### RAW DATA
··········

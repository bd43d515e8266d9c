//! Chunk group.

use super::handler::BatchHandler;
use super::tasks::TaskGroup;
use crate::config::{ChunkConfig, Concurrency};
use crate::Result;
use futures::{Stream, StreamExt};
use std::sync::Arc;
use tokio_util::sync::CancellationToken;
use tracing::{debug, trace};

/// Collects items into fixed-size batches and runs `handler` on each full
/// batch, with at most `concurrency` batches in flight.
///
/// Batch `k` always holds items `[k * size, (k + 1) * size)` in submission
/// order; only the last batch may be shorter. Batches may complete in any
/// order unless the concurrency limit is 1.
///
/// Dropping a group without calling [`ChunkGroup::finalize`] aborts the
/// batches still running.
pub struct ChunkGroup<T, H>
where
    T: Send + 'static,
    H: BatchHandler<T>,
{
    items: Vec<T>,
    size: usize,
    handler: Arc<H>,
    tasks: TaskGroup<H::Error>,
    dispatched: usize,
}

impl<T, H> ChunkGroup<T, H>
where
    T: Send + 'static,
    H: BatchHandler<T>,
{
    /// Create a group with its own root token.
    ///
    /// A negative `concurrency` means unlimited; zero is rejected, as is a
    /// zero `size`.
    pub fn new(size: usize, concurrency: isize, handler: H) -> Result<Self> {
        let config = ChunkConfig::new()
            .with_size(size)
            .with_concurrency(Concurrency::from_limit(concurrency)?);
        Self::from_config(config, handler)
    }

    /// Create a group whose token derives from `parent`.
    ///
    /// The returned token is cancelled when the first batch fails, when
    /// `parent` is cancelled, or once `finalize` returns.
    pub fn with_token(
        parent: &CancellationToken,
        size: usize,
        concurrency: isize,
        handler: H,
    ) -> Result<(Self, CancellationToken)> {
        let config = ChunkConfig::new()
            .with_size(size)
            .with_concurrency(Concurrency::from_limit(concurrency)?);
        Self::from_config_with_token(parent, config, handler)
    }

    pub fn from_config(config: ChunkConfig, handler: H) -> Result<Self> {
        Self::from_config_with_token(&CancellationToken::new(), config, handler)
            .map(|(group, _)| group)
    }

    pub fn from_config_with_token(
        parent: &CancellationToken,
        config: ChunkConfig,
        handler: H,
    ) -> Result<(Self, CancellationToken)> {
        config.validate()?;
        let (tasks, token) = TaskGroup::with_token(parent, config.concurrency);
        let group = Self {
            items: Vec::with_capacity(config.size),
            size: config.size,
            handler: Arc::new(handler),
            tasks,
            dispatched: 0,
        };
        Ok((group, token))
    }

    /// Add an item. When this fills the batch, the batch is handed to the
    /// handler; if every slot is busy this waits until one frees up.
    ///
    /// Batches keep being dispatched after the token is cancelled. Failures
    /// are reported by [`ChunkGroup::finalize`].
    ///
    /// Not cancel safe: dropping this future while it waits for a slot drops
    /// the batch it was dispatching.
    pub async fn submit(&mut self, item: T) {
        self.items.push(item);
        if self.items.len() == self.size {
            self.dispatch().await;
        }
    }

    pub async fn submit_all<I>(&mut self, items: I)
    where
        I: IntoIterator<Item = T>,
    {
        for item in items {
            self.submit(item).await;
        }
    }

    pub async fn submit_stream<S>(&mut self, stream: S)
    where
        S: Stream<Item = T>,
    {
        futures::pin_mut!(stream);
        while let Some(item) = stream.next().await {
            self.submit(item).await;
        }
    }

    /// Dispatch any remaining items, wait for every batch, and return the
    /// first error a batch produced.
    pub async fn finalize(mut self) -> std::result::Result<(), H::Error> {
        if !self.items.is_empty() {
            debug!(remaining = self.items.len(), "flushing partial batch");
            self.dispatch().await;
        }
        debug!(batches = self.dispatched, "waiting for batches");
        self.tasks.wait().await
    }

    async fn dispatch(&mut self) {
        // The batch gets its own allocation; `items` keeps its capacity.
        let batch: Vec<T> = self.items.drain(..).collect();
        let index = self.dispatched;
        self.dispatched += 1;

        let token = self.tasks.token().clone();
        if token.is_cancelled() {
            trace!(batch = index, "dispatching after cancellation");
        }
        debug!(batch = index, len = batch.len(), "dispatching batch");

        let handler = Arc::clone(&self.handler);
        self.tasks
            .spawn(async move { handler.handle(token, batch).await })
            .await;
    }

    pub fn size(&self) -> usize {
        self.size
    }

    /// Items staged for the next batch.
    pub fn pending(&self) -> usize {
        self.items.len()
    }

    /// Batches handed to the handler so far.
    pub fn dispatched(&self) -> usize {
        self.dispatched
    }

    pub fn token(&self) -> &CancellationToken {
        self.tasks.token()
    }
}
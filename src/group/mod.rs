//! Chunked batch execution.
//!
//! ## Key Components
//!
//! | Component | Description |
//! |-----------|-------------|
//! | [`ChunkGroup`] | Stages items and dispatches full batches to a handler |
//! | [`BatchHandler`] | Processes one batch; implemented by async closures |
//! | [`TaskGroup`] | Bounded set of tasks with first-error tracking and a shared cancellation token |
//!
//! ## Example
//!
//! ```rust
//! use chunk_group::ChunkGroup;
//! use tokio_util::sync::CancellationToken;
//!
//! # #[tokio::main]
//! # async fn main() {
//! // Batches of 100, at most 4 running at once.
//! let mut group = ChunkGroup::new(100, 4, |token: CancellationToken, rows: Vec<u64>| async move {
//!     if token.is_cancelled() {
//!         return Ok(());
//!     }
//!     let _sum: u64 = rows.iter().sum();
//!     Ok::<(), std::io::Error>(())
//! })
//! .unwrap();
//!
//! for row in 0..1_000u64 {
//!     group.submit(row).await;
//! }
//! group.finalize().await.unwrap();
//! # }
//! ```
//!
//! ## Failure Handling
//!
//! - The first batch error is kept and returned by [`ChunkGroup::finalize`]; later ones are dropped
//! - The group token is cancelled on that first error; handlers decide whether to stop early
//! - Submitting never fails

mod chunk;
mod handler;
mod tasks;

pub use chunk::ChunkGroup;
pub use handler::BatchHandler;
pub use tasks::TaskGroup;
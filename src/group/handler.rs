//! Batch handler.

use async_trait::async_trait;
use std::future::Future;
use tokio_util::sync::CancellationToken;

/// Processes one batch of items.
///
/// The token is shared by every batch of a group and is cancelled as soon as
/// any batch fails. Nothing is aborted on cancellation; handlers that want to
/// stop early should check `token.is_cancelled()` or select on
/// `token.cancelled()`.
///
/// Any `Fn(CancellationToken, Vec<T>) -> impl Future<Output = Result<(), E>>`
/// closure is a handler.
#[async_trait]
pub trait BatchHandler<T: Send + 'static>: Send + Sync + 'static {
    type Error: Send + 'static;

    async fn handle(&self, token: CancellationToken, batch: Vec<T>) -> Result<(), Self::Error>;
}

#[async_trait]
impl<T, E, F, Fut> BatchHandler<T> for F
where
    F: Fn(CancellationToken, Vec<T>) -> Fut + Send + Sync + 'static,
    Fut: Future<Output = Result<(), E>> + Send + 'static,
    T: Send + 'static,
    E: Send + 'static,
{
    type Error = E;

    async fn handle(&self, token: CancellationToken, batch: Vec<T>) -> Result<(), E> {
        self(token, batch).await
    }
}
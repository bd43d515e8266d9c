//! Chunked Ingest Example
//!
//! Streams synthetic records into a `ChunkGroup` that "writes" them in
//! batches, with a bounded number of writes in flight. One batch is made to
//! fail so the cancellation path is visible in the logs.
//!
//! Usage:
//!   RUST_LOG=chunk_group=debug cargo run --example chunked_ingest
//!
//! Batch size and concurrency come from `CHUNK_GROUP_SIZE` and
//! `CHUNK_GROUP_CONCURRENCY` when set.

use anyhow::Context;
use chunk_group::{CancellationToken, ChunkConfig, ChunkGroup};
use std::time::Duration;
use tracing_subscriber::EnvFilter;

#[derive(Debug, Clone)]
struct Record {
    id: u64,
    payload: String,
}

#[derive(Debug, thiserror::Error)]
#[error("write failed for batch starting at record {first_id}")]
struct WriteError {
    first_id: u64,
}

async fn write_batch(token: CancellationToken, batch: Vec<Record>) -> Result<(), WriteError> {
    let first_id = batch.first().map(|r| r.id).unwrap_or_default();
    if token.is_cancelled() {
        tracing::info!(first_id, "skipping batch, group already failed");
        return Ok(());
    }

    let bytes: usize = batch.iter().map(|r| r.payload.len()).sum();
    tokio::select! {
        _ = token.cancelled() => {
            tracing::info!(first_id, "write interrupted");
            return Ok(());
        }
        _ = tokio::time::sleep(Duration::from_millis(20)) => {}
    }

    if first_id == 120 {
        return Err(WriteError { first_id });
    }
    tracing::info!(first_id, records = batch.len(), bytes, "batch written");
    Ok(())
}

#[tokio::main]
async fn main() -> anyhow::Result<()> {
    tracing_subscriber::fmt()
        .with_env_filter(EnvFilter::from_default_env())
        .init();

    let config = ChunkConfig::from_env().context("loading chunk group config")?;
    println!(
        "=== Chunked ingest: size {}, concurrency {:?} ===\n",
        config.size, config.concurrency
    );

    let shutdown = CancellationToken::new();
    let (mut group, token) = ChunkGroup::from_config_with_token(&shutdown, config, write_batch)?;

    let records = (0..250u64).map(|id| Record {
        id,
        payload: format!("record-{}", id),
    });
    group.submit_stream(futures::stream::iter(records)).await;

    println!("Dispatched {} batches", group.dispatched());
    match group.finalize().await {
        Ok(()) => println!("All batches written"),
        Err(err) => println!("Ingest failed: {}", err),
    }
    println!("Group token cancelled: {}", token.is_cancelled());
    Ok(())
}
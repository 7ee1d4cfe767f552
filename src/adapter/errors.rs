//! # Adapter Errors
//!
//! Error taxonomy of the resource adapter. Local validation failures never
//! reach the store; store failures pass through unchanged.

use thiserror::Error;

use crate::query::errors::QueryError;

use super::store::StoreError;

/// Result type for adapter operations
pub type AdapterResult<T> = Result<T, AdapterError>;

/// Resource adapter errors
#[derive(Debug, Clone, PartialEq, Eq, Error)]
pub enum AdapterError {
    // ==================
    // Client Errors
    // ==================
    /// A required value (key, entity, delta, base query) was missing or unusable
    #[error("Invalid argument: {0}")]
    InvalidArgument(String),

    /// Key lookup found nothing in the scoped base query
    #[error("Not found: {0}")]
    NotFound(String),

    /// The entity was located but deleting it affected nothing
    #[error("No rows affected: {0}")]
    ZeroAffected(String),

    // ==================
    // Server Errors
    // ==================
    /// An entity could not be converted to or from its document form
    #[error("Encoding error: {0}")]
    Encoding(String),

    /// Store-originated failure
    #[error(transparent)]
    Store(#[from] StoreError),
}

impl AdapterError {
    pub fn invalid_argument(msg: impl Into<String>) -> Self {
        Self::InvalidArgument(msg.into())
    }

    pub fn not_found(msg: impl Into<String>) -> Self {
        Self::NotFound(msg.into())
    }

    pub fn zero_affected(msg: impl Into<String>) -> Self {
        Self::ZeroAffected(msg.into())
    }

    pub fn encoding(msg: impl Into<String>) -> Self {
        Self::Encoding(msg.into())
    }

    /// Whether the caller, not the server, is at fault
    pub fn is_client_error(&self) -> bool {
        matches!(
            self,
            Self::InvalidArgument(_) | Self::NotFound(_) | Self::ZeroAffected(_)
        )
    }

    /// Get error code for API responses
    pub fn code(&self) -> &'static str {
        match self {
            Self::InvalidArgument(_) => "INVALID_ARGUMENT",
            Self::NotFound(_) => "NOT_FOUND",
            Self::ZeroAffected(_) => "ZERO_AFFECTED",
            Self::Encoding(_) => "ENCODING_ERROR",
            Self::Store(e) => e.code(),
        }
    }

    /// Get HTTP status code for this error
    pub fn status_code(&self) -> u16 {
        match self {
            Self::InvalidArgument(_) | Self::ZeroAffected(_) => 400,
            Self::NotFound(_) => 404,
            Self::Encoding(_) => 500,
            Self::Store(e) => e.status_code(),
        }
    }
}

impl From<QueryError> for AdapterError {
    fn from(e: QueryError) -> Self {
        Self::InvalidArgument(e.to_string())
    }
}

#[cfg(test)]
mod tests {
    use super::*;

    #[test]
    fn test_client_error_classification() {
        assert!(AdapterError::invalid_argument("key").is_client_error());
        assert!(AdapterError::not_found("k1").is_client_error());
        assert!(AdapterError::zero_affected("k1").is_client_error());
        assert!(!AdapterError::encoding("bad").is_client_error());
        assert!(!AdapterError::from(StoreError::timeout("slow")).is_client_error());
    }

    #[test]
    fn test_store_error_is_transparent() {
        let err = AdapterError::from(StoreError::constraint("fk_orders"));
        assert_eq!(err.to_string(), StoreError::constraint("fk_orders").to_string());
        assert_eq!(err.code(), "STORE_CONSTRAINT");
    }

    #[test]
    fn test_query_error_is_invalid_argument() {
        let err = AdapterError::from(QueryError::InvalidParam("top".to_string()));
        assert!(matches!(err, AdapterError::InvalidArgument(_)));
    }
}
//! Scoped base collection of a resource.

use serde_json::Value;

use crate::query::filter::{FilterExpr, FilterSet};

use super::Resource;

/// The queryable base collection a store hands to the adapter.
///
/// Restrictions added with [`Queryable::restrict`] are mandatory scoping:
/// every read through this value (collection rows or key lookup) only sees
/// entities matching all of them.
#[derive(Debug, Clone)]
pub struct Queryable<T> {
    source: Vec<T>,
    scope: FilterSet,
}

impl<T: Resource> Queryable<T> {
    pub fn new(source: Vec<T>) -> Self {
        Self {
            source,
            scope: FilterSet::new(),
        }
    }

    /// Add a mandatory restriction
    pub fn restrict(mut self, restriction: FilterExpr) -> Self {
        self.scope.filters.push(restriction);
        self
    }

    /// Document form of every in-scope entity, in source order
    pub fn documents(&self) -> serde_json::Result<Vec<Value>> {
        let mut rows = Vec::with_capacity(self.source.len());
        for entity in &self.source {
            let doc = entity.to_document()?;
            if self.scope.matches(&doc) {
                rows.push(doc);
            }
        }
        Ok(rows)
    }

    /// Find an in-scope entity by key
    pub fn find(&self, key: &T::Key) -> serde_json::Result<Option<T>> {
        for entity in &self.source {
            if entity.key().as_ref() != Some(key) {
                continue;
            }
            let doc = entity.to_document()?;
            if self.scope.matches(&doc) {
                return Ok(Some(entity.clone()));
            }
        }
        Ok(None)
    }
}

··········

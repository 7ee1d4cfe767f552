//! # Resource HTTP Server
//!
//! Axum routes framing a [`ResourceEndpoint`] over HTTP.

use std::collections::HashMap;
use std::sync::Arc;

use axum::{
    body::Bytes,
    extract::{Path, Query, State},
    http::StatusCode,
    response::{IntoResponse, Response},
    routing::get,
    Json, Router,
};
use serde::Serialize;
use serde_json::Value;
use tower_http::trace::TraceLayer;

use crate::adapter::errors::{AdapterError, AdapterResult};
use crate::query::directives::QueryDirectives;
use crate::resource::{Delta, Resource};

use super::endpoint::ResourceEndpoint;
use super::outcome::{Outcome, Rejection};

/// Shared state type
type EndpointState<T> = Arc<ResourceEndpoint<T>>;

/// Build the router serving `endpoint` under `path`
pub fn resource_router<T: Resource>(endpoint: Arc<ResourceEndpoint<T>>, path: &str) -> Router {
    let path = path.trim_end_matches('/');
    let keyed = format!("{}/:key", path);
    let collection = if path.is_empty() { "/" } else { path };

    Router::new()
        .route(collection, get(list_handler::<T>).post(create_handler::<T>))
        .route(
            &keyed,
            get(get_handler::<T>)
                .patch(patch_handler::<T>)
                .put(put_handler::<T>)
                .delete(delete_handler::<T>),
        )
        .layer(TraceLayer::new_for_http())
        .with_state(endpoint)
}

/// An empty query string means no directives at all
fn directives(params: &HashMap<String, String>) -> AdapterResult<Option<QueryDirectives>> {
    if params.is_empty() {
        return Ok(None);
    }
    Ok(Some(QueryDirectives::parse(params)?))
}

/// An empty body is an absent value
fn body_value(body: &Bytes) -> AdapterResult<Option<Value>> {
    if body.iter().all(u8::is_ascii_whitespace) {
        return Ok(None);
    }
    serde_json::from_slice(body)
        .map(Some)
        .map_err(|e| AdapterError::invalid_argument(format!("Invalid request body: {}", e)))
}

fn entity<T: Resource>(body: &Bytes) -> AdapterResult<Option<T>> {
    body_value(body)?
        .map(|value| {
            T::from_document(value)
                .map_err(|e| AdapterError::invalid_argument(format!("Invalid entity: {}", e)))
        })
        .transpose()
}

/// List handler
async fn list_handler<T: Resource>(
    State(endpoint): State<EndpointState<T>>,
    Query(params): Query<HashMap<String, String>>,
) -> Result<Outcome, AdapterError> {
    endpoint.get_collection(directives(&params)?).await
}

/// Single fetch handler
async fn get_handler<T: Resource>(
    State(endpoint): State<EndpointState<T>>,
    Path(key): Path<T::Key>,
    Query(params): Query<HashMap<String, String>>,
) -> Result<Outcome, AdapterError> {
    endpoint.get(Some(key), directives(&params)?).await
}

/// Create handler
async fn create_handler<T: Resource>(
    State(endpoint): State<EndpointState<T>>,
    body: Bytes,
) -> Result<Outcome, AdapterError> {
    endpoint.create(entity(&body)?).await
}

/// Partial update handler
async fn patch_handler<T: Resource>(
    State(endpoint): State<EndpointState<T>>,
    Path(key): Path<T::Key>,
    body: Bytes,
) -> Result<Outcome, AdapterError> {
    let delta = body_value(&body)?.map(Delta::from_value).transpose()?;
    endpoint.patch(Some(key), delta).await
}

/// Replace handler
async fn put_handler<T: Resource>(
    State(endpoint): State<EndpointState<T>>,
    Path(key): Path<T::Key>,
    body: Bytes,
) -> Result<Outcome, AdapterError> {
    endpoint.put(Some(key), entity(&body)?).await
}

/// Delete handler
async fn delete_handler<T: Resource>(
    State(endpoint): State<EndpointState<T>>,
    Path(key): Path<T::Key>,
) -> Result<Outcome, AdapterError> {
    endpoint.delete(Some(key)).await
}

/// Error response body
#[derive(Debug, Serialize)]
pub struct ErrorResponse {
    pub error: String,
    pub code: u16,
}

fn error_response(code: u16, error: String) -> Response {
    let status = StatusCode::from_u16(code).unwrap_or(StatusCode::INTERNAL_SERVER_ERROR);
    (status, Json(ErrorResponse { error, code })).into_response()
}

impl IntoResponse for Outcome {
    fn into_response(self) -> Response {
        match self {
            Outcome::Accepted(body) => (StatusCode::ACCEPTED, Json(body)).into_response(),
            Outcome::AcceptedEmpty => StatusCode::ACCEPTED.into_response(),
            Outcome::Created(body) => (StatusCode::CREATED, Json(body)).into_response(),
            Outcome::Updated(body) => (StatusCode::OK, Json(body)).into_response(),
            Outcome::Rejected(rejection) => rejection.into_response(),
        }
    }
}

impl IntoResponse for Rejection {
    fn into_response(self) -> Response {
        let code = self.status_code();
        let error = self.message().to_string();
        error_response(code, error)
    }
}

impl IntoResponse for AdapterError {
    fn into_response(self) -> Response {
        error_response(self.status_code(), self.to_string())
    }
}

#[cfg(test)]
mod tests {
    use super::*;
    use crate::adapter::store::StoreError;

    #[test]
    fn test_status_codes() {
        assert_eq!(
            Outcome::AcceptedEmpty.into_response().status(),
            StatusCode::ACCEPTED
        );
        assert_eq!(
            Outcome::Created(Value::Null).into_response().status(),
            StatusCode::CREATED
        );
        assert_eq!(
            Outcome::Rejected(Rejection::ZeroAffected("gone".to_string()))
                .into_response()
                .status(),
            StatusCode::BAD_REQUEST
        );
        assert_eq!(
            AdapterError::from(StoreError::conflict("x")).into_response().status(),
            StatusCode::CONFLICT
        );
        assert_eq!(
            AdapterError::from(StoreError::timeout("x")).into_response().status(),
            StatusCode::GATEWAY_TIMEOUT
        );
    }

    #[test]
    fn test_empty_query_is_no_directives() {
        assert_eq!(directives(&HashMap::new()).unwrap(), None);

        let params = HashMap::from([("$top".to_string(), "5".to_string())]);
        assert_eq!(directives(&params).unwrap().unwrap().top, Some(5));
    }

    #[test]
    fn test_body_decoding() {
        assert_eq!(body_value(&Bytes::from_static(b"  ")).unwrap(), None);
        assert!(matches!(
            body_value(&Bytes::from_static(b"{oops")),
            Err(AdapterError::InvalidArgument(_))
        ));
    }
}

··········

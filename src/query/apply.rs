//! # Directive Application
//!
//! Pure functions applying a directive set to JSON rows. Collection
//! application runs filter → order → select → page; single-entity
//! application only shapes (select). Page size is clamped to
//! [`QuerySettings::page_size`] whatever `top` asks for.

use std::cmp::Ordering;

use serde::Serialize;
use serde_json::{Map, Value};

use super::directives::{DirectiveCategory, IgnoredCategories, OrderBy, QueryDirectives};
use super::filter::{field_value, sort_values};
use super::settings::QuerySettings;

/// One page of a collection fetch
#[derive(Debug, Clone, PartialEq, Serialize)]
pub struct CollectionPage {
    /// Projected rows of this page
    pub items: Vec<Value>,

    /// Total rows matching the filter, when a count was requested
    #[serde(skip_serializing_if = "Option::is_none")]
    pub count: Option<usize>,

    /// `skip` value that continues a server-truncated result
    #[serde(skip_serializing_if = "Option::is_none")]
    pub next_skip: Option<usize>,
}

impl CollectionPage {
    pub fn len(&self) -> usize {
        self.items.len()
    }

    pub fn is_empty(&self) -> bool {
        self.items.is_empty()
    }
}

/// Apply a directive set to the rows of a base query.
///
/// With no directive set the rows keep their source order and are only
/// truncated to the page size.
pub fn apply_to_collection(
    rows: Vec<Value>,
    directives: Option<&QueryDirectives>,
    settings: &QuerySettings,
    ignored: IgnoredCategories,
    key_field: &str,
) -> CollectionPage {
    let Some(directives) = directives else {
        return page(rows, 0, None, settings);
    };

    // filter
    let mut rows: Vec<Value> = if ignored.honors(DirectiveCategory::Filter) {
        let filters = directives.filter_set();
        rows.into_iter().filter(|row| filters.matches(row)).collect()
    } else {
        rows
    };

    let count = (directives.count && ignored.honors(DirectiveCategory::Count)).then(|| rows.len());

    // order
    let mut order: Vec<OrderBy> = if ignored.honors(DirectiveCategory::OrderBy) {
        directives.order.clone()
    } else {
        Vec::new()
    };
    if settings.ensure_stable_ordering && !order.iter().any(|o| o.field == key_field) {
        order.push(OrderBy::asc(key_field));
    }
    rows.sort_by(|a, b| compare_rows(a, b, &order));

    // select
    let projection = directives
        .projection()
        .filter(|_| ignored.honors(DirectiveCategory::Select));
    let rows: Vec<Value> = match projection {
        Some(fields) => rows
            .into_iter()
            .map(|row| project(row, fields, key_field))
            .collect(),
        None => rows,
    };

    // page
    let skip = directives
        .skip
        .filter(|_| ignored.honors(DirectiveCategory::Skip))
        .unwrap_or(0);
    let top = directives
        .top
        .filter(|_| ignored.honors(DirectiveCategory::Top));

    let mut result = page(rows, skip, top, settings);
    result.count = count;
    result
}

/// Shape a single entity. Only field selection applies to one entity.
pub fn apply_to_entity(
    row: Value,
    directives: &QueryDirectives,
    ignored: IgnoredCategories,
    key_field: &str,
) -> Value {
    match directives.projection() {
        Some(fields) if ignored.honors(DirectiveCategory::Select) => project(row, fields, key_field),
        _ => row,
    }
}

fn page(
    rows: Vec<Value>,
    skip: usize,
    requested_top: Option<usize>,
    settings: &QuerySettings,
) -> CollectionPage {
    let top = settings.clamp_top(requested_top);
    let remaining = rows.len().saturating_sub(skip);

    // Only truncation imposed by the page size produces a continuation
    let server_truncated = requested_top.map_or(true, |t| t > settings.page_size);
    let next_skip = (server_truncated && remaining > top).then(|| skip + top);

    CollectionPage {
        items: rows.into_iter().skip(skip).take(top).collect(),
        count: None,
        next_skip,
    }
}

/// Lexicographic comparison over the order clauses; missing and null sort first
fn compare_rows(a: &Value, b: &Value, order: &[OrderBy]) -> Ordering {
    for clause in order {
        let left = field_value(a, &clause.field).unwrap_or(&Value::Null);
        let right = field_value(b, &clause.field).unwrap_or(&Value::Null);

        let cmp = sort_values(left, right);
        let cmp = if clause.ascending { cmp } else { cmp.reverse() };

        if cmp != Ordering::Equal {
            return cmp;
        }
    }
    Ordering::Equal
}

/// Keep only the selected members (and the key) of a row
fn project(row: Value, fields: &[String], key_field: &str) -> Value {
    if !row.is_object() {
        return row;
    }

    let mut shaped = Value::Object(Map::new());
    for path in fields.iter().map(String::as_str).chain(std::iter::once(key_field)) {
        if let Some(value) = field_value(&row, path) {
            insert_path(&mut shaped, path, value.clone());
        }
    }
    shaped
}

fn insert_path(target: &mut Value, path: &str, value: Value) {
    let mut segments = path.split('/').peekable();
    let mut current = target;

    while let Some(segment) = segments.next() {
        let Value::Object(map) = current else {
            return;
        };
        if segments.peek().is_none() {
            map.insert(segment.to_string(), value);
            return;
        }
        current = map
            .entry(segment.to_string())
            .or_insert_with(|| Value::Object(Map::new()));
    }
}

··········

Extract from the listing above the lines between the line containing "impl IntoResponse for Outcome" and the line containing "assert_eq!(directives(&HashMap::new()).unwrap(), None);", keeping both of those lines. Output nothing else.

impl IntoResponse for Outcome {
    fn into_response(self) -> Response {
        match self {
            Outcome::Accepted(body) => (StatusCode::ACCEPTED, Json(body)).into_response(),
            Outcome::AcceptedEmpty => StatusCode::ACCEPTED.into_response(),
            Outcome::Created(body) => (StatusCode::CREATED, Json(body)).into_response(),
            Outcome::Updated(body) => (StatusCode::OK, Json(body)).into_response(),
            Outcome::Rejected(rejection) => rejection.into_response(),
        }
    }
}

impl IntoResponse for Rejection {
    fn into_response(self) -> Response {
        let code = self.status_code();
        let error = self.message().to_string();
        error_response(code, error)
    }
}

impl IntoResponse for AdapterError {
    fn into_response(self) -> Response {
        error_response(self.status_code(), self.to_string())
    }
}

#[cfg(test)]
mod tests {
    use super::*;
    use crate::adapter::store::StoreError;

    #[test]
    fn test_status_codes() {
        assert_eq!(
            Outcome::AcceptedEmpty.into_response().status(),
            StatusCode::ACCEPTED
        );
        assert_eq!(
            Outcome::Created(Value::Null).into_response().status(),
            StatusCode::CREATED
        );
        assert_eq!(
            Outcome::Rejected(Rejection::ZeroAffected("gone".to_string()))
                .into_response()
                .status(),
            StatusCode::BAD_REQUEST
        );
        assert_eq!(
            AdapterError::from(StoreError::conflict("x")).into_response().status(),
            StatusCode::CONFLICT
        );
        assert_eq!(
            AdapterError::from(StoreError::timeout("x")).into_response().status(),
            StatusCode::GATEWAY_TIMEOUT
        );
    }

    #[test]
    fn test_empty_query_is_no_directives() {
        assert_eq!(directives(&HashMap::new()).unwrap(), None);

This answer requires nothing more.